## SUPPLIED DATA:
==============================
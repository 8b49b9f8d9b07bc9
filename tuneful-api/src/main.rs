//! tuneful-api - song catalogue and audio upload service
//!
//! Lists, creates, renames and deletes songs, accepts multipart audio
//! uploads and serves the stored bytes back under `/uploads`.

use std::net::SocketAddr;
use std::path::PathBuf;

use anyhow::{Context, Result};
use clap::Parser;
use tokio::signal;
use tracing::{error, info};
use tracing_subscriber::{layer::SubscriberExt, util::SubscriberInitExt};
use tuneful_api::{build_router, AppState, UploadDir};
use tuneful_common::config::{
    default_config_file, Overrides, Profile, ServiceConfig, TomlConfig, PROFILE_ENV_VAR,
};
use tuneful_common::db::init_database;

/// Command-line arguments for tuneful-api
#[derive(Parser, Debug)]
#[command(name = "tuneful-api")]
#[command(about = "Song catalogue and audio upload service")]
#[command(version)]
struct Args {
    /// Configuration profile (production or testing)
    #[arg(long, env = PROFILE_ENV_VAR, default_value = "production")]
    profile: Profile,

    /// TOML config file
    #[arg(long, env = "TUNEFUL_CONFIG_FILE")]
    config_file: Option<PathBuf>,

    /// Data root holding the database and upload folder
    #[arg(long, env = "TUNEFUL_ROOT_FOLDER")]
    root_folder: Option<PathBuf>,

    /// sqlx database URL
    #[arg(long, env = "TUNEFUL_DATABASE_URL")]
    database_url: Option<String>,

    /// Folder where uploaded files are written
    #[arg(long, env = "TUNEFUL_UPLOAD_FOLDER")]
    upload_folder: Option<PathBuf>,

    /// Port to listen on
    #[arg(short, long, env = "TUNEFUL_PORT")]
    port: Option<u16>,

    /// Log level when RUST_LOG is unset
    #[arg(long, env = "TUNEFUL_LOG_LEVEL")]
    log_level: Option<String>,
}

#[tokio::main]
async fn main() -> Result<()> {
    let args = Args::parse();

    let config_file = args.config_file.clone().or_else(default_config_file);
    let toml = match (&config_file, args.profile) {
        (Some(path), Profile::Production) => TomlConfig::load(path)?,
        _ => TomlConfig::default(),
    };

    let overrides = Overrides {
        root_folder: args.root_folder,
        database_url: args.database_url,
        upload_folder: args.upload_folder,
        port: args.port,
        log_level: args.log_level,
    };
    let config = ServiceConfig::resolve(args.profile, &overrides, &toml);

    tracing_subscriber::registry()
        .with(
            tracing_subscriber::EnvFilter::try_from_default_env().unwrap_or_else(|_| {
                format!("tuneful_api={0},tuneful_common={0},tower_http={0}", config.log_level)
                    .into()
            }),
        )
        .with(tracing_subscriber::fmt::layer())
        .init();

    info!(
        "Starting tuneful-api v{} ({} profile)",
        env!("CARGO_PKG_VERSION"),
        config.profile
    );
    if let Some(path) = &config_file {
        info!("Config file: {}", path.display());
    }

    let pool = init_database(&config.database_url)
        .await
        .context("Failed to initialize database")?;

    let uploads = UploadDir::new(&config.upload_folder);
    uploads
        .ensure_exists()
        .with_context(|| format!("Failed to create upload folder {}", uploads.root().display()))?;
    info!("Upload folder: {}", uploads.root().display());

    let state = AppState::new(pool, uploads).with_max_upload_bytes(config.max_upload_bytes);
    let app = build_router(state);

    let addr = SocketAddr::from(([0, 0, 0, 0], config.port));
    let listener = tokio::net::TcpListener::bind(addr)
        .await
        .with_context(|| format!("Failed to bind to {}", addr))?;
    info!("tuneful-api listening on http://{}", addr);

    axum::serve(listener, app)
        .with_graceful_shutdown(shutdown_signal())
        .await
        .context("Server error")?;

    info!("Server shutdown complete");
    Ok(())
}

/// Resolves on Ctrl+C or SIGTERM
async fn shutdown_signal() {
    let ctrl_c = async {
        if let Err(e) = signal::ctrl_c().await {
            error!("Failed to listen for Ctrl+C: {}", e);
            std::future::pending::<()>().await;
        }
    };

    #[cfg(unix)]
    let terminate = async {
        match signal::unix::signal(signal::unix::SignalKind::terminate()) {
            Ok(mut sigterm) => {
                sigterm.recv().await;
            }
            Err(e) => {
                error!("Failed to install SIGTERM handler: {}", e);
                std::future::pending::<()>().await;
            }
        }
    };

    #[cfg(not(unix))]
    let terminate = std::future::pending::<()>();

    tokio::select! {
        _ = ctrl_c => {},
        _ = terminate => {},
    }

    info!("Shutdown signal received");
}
==============================
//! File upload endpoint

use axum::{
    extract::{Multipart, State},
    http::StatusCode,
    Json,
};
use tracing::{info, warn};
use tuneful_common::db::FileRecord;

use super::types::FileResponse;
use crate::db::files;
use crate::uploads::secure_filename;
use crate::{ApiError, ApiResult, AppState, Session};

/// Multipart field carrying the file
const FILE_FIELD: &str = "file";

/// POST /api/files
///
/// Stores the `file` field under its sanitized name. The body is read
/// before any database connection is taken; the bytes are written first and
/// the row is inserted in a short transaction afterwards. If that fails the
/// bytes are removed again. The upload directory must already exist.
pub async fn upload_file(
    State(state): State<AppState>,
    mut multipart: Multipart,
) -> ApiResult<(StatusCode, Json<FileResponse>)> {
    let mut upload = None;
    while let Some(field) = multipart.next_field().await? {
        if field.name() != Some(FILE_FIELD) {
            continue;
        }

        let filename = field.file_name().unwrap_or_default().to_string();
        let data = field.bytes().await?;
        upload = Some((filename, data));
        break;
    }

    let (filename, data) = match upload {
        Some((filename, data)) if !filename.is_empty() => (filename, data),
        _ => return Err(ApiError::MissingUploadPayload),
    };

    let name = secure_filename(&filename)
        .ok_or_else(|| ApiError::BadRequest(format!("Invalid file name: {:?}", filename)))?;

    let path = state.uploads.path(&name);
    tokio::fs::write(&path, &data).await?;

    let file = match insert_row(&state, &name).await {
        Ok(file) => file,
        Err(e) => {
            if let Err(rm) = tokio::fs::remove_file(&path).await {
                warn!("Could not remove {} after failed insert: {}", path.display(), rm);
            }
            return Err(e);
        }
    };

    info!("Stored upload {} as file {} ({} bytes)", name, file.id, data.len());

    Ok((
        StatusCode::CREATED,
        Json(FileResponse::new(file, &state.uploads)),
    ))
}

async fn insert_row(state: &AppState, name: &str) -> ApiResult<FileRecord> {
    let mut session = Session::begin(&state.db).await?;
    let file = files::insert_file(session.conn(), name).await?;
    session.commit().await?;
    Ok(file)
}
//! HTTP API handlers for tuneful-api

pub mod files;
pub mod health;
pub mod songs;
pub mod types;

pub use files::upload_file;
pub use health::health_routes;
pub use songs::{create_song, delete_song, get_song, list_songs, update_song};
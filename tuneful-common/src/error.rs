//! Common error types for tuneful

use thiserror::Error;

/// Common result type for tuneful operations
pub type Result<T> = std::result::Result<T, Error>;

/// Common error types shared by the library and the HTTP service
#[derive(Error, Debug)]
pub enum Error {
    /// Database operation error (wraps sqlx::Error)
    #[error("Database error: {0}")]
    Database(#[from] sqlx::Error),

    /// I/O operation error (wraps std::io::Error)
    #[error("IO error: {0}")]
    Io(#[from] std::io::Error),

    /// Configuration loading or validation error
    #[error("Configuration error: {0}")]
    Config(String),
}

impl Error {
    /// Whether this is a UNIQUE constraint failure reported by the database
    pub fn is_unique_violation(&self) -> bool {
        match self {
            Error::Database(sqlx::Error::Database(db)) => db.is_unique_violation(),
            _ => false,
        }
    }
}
==============================
## ASSIGNED TASK:
For an answer, give a copy of every line in the listing that holds the word "catalogue".

## WRITTEN RESPONSE:
//! tuneful-api - song catalogue and audio upload service
#[command(about = "Song catalogue and audio upload service")]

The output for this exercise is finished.